Among the many benefits of real estate investments are Income, Depreciation, Equity, Appreciation and Leverage.
One thing for certain in real estate investing is that different investors have different investment criteria in terms of what they are looking for in a real estate investment. There are investors that buy for cash flow. There are investors that are looking to park money for appreciation and bank on rent growth. There are investors that are looking to buy, renovate and quickly flip out of that investment.
If you are starting out, a great (and simple) place to start when evaluating the benefits of real estate investing is to refer to the old real estate acronym I.D.E.A.L.
Income
If you are buying investment property, at the very least that investment should produce some income in the way of cash flow. On a very basic level, here is how that works. Let’s take the following example for a multifamily property.
$1,000,000 Purchase Price
$80,000 Annual Gross Rents
($32,000) Annual Expenses
$48,000 Net Operating Income
($36,000) Annual Mortgage Payments
$12,000 Annual Cash Flow. Assuming you put down 30% and financed 70% that is about a 4% cash-on-cash return.
Depreciation
Real estate has many incredible tax benefits, but one of the best tax benefits is depreciation. Simply put, depreciation is a non-cash expense (effectively a tax shield) whereby an investor can shield from taxes most or even all of the rental income generated by this particular real estate investment.
Depreciation allows investors to spread out most of the cost of real estate purchases over a period of 27.5 years (for residential buildings). If you own a multifamily property and you have been utilizing the depreciation tax shield for over 27.5 years, you may consider selling as you will likely be paying significant taxes on your rental income.
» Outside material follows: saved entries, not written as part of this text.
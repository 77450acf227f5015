//! Error handling for TaskHub.
//!
//! Provides a stable, machine-readable [`ErrorCode`] set, the
//! [`TaskHubError`] type carried through every fallible API, the numeric
//! business codes used in the `{code, message, data}` response envelope,
//! and the HTTP status mapping applied when an error reaches the axum
//! layer.

use axum::{
    http::StatusCode,
    response::{IntoResponse, Response},
    Json,
};
use serde::{Deserialize, Serialize};
use thiserror::Error;
use tracing::warn;

/// A specialized Result type for TaskHub operations.
pub type Result<T> = std::result::Result<T, TaskHubError>;

/// Machine-readable error codes for API responses.
#[derive(Debug, Clone, Copy, PartialEq, Eq, Hash, Serialize, Deserialize)]
#[serde(rename_all = "SCREAMING_SNAKE_CASE")]
pub enum ErrorCode {
    // Ingress / validation
    InvalidJson,
    InvalidParam,
    MissingRequiredField,

    // DAG
    CycleDetected,
    MissingDep,
    DagFailed,

    // Execution
    StrategyMissing,
    NestingDepthExceeded,
    TaskNotFound,
    TaskAlreadyFinished,

    // Templates
    TemplateNotFound,
    TemplateInvalid,

    // Cron
    CronSpecInvalid,
    CronJobNotFound,

    // Workers
    WorkerUnavailable,
    WorkerNotFound,

    // Auth
    Unauthorized,
    BadCredentials,

    // Storage
    DatabaseError,

    // Internal
    Internal,
}

impl ErrorCode {
    /// Business code placed in the response envelope. `0` is reserved for
    /// success.
    pub const fn business_code(&self) -> i32 {
        match self {
            Self::InvalidJson => 1002,
            Self::InvalidParam => 1005,
            Self::MissingRequiredField => 1001,
            Self::CycleDetected => 1101,
            Self::MissingDep => 1102,
            Self::DagFailed => 1103,
            Self::StrategyMissing => 1201,
            Self::NestingDepthExceeded => 1202,
            Self::TaskNotFound => 1003,
            Self::TaskAlreadyFinished => 1004,
            Self::TemplateNotFound => 1301,
            Self::TemplateInvalid => 1302,
            Self::CronSpecInvalid => 1401,
            Self::CronJobNotFound => 1402,
            Self::WorkerUnavailable => 1501,
            Self::WorkerNotFound => 1502,
            Self::Unauthorized => 401,
            Self::BadCredentials => 1004,
            Self::DatabaseError => 2000,
            Self::Internal => 9000,
        }
    }

    /// HTTP status for the failure class: 400 for client mistakes, 401 for
    /// unauth, 404 for absent, 500 for internal.
    pub const fn http_status(&self) -> StatusCode {
        match self {
            Self::InvalidJson
            | Self::InvalidParam
            | Self::MissingRequiredField
            | Self::CycleDetected
            | Self::MissingDep
            | Self::TemplateInvalid
            | Self::CronSpecInvalid
            | Self::TaskAlreadyFinished => StatusCode::BAD_REQUEST,

            Self::Unauthorized | Self::BadCredentials => StatusCode::UNAUTHORIZED,

            Self::TaskNotFound
            | Self::TemplateNotFound
            | Self::CronJobNotFound
            | Self::WorkerNotFound => StatusCode::NOT_FOUND,

            Self::StrategyMissing
            | Self::NestingDepthExceeded
            | Self::DagFailed
            | Self::WorkerUnavailable
            | Self::DatabaseError
            | Self::Internal => StatusCode::INTERNAL_SERVER_ERROR,
        }
    }
}

/// The error type carried through every fallible TaskHub operation.
#[derive(Debug, Error)]
#[error("{message}")]
pub struct TaskHubError {
    code: ErrorCode,
    message: String,
    /// Detail kept out of user-facing responses.
    internal: Option<String>,
}

impl TaskHubError {
    pub fn new(code: ErrorCode, message: impl Into<String>) -> Self {
        Self { code, message: message.into(), internal: None }
    }

    pub fn with_internal(code: ErrorCode, message: impl Into<String>, internal: impl Into<String>) -> Self {
        Self { code, message: message.into(), internal: Some(internal.into()) }
    }

    pub fn internal(message: impl Into<String>) -> Self {
        Self::new(ErrorCode::Internal, message)
    }

    pub fn invalid(message: impl Into<String>) -> Self {
        Self::new(ErrorCode::InvalidParam, message)
    }

    pub fn not_found(kind: &str, id: impl std::fmt::Display) -> Self {
        let code = match kind {
            "template" => ErrorCode::TemplateNotFound,
            "cron" => ErrorCode::CronJobNotFound,
            "worker" => ErrorCode::WorkerNotFound,
            _ => ErrorCode::TaskNotFound,
        };
        Self::new(code, format!("{kind} not found: {id}"))
    }

    pub fn code(&self) -> ErrorCode {
        self.code
    }

    pub fn message(&self) -> &str {
        &self.message
    }
}

impl From<sqlx::Error> for TaskHubError {
    fn from(e: sqlx::Error) -> Self {
        TaskHubError::with_internal(ErrorCode::DatabaseError, "database operation failed", e.to_string())
    }
}

impl From<serde_json::Error> for TaskHubError {
    fn from(e: serde_json::Error) -> Self {
        TaskHubError::new(ErrorCode::InvalidJson, e.to_string())
    }
}

/// Response envelope: `{code, message, data}`. `code=0` means success; a
/// non-zero business code does not imply a non-200 HTTP status (handlers
/// may answer soft failures with 200 plus a business code).
#[derive(Debug, Serialize)]
pub struct Envelope {
    pub code: i32,
    pub message: String,
    pub data: serde_json::Value,
}

impl Envelope {
    pub fn ok(data: serde_json::Value) -> Self {
        Self { code: 0, message: "ok".into(), data }
    }

    pub fn err(code: i32, message: impl Into<String>) -> Self {
        Self { code, message: message.into(), data: serde_json::Value::Null }
    }
}

impl IntoResponse for TaskHubError {
    fn into_response(self) -> Response {
        if let Some(internal) = &self.internal {
            warn!(code = ?self.code, internal = %internal, "request failed");
        }
        let body = Envelope::err(self.code.business_code(), self.message);
        (self.code.http_status(), Json(body)).into_response()
    }
}

#[cfg(test)]
mod tests {
    use super::*;

    #[test]
    fn status_mapping() {
        assert_eq!(ErrorCode::InvalidJson.http_status(), StatusCode::BAD_REQUEST);
        assert_eq!(ErrorCode::Unauthorized.http_status(), StatusCode::UNAUTHORIZED);
        assert_eq!(ErrorCode::TemplateNotFound.http_status(), StatusCode::NOT_FOUND);
        assert_eq!(ErrorCode::Internal.http_status(), StatusCode::INTERNAL_SERVER_ERROR);
    }

    #[test]
    fn bad_credentials_business_code() {
        // The login handler promises code 1004 on bad credentials.
        assert_eq!(ErrorCode::BadCredentials.business_code(), 1004);
    }

    #[test]
    fn envelope_shape() {
        let ok = Envelope::ok(serde_json::json!({"x": 1}));
        assert_eq!(ok.code, 0);
        let err = Envelope::err(1002, "Invalid JSON");
        assert!(err.data.is_null());
    }
}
Once your property is fully depreciated, it may be tax-inefficient to own this particular investment property.
Equity
As you continue to make mortgage payments towards your investment property, you will continue to pay down the principal balance of your loan. As a result, the longer you own investment property, the more equity you will continue to accumulate both from the principal reduction and appreciation of the property itself.
Appreciation
Over the long run, real estate prices and rent tend to appreciate (i.e. increase in value) at a rate somewhat akin to inflation (~3-4% per year) – sometimes greater in core markets like Los Angeles. This is known as passive appreciation. And while it might not sound like much, when combined with the other benefits and when compounded over long periods, passive appreciation can build enormous wealth.
On the other side of the appreciation coin, is active appreciation. Active appreciation is achieved by actively putting a plan in place to increase the value of your property. In Los Angeles, and in particular with Rent-Controlled properties, this may come in the form of offering cash-for-keys (aka tenant buyouts) for lower paying tenants. Once those units are vacated, many investors will allocate capital towards renovating these units in order to achieve at or above market rents.
Leverage
Most real estate transactions are acquired using leverage (or loans). The power of leverage cannot be understated in real estate. Taking the example above, you can put 30% down and control a $1M asset. Leverage can significantly amplify the returns on your cash invested. But on the flipside, leverage can also magnify your losses significantly should the market go south.